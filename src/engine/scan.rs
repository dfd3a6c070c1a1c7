//! Baseline filters without sparse tables.
//!
//! These exist as correctness oracles and benchmark reference points for
//! the table-backed strategies: two quadratic scans over the output
//! built so far, and a hash-set filter. All three produce exactly the
//! same output as the sparse tables.
//!
//! The callers guarantee a non-empty input; these routines themselves
//! are total over any slice.

use rustc_hash::FxHashSet;

/// Quadratic scan: each value is checked against every value already in
/// the output.
pub(crate) fn brute_force(input: &[i32]) -> Vec<i32> {
    let mut output: Vec<i32> = Vec::with_capacity(input.len());
    for &value in input {
        if !output.contains(&value) {
            output.push(value);
        }
    }
    output
}

/// Quadratic scan with incremental max/min bookkeeping.
///
/// The trackers admit two sound shortcuts: a value beyond the running
/// maximum or minimum cannot have occurred before (append without
/// scanning), and a value equal to either tracker has certainly occurred
/// (suppress without scanning). Everything in between falls back to the
/// full scan, so the output is identical to [`brute_force`] for every
/// input.
pub(crate) fn brute_force_tracked(input: &[i32]) -> Vec<i32> {
    let mut output: Vec<i32> = Vec::with_capacity(input.len());
    let Some((&first, rest)) = input.split_first() else {
        return output;
    };
    output.push(first);
    let mut max_seen = first;
    let mut min_seen = first;
    for &value in rest {
        if value == max_seen || value == min_seen {
            continue;
        }
        if value > max_seen {
            max_seen = value;
            output.push(value);
            continue;
        }
        if value < min_seen {
            min_seen = value;
            output.push(value);
            continue;
        }
        if !output.contains(&value) {
            output.push(value);
        }
    }
    output
}

/// Associative-set filter: the trusted reference the sparse strategies
/// are verified against.
pub(crate) fn hash_set(input: &[i32]) -> Vec<i32> {
    let mut seen = FxHashSet::default();
    let mut output: Vec<i32> = Vec::with_capacity(input.len());
    for &value in input {
        if seen.insert(value) {
            output.push(value);
        }
    }
    output
}

#[cfg(test)]
mod tests {
    use super::{brute_force, brute_force_tracked, hash_set};

    const MIXED: [i32; 10] = [16, 17, 2, 17, 4, 2, 97, 4, 17, 56];

    #[test]
    fn baselines_agree_on_a_mixed_sequence() {
        let expected = vec![16, 17, 2, 4, 97, 56];
        assert_eq!(brute_force(&MIXED), expected);
        assert_eq!(brute_force_tracked(&MIXED), expected);
        assert_eq!(hash_set(&MIXED), expected);
    }

    #[test]
    fn tracked_scan_handles_repeated_extremes() {
        // Max and min repeat; the equality shortcut must suppress them.
        let input = [5, -3, 5, -3, 0, 5];
        assert_eq!(brute_force_tracked(&input), vec![5, -3, 0]);
    }

    #[test]
    fn tracked_scan_handles_interior_duplicates() {
        // Values strictly between the trackers take the scan path.
        let input = [10, -10, 3, 3, 7, 3];
        assert_eq!(brute_force_tracked(&input), vec![10, -10, 3, 7]);
    }
}
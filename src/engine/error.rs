//! Filtering error type.

use crate::table::OutOfBoundsError;

/// Errors the [`filter`](crate::engine::filter) façade can report.
///
/// All filtering errors are deterministic functions of the input, so no
/// error here is worth retrying; they propagate to the immediate caller
/// and are never recovered transparently.
///
/// # Examples
///
/// ```rust
/// use firstseen::engine::{FilterError, Strategy, filter};
///
/// let error = filter(&[], Strategy::BruteForce).unwrap_err();
/// assert_eq!(error, FilterError::EmptyInput);
/// println!("{error}");
/// ```
#[derive(Debug, Clone, Copy, PartialEq, Eq)]
pub enum FilterError {
    /// The input sequence was empty.
    ///
    /// An empty input is reported as an explicit condition rather than
    /// an empty success, so a caller cannot mistake "nothing to filter"
    /// for "filtered to nothing".
    EmptyInput,

    /// A value addressed a quotient past a fixed-capacity table's bound.
    ///
    /// Raised only by [`Strategy::FixedSparse`](crate::engine::Strategy)
    /// when the capacity was narrowed below the full `i32` range.
    OutOfBounds(OutOfBoundsError),
}

impl std::fmt::Display for FilterError {
    fn fmt(&self, formatter: &mut std::fmt::Formatter<'_>) -> std::fmt::Result {
        match self {
            Self::EmptyInput => write!(formatter, "input sequence is empty"),
            Self::OutOfBounds(error) => write!(formatter, "{error}"),
        }
    }
}

impl std::error::Error for FilterError {
    fn source(&self) -> Option<&(dyn std::error::Error + 'static)> {
        match self {
            Self::EmptyInput => None,
            Self::OutOfBounds(error) => Some(error),
        }
    }
}

impl From<OutOfBoundsError> for FilterError {
    fn from(error: OutOfBoundsError) -> Self {
        Self::OutOfBounds(error)
    }
}
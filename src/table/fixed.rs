//! Fixed-capacity sparse table.

use crate::addressing::{Address, QUOTIENT_BOUND};
use crate::table::branch::{Branch, ByteBranch, Slot};
use crate::table::{Membership, OutOfBoundsError};

/// Sparse table with a slot array sized once at construction.
///
/// The top level is allocated up front, but it only holds empty slots:
/// branch memory still appears lazily, bucket by bucket, as quotients
/// are actually addressed. A quotient at or past the capacity is a
/// caller precondition violation and surfaces as
/// [`OutOfBoundsError`] — the table never wraps or truncates.
///
/// # Examples
///
/// ```rust
/// use firstseen::addressing::Address;
/// use firstseen::table::{FixedSparseTable, Membership};
///
/// let mut table = FixedSparseTable::new();
/// assert_eq!(table.test_and_set(Address::of(7)), Ok(false));
/// assert_eq!(table.test_and_set(Address::of(7)), Ok(true));
/// ```
#[derive(Debug, Clone)]
pub struct FixedTable<B: Branch> {
    slots: Vec<Slot<B>>,
}

/// [`FixedTable`] with the byte-per-flag branch layout.
pub type FixedSparseTable = FixedTable<ByteBranch>;

impl<B: Branch> FixedTable<B> {
    /// Creates a table covering every quotient an `i32` can produce.
    #[must_use]
    pub fn new() -> Self {
        Self::with_capacity(QUOTIENT_BOUND)
    }

    /// Creates a table with `slots` top-level slots.
    ///
    /// Useful when the input domain is known to be narrow, and in tests
    /// exercising the out-of-bounds path.
    #[must_use]
    pub fn with_capacity(slots: usize) -> Self {
        let mut table = Vec::new();
        table.resize_with(slots, Slot::default);
        Self { slots: table }
    }

    /// Number of top-level slots.
    #[must_use]
    pub fn capacity(&self) -> usize {
        self.slots.len()
    }
}

impl<B: Branch> Default for FixedTable<B> {
    fn default() -> Self {
        Self::new()
    }
}

impl<B: Branch> Membership for FixedTable<B> {
    fn test_and_set(&mut self, address: Address) -> Result<bool, OutOfBoundsError> {
        let quotient = address.quotient as usize;
        let capacity = self.slots.len();
        let slot = self
            .slots
            .get_mut(quotient)
            .ok_or(OutOfBoundsError {
                quotient: address.quotient,
                capacity,
            })?;
        Ok(slot.test_and_set(address.sign, address.remainder))
    }
}

#[cfg(test)]
mod tests {
    use super::FixedTable;
    use crate::addressing::Address;
    use crate::table::{ByteBranch, Membership, OutOfBoundsError};

    #[test]
    fn quotient_past_capacity_fails_loudly() {
        let mut table: FixedTable<ByteBranch> = FixedTable::with_capacity(1);
        // Quotient 0 fits, quotient 1 does not.
        assert_eq!(table.test_and_set(Address::of(65_535)), Ok(false));
        assert_eq!(
            table.test_and_set(Address::of(65_536)),
            Err(OutOfBoundsError {
                quotient: 1,
                capacity: 1,
            })
        );
    }

    #[test]
    fn failed_access_does_not_record_membership() {
        let mut table: FixedTable<ByteBranch> = FixedTable::with_capacity(1);
        assert!(table.test_and_set(Address::of(65_536)).is_err());
        // The same value against a big enough table is still unseen.
        let mut full = FixedTable::<ByteBranch>::new();
        assert_eq!(full.test_and_set(Address::of(65_536)), Ok(false));
    }
}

_ _ _ _ _ _ _

Give the number of lines in the records that hold the word "FxHashSet", with no other words.

2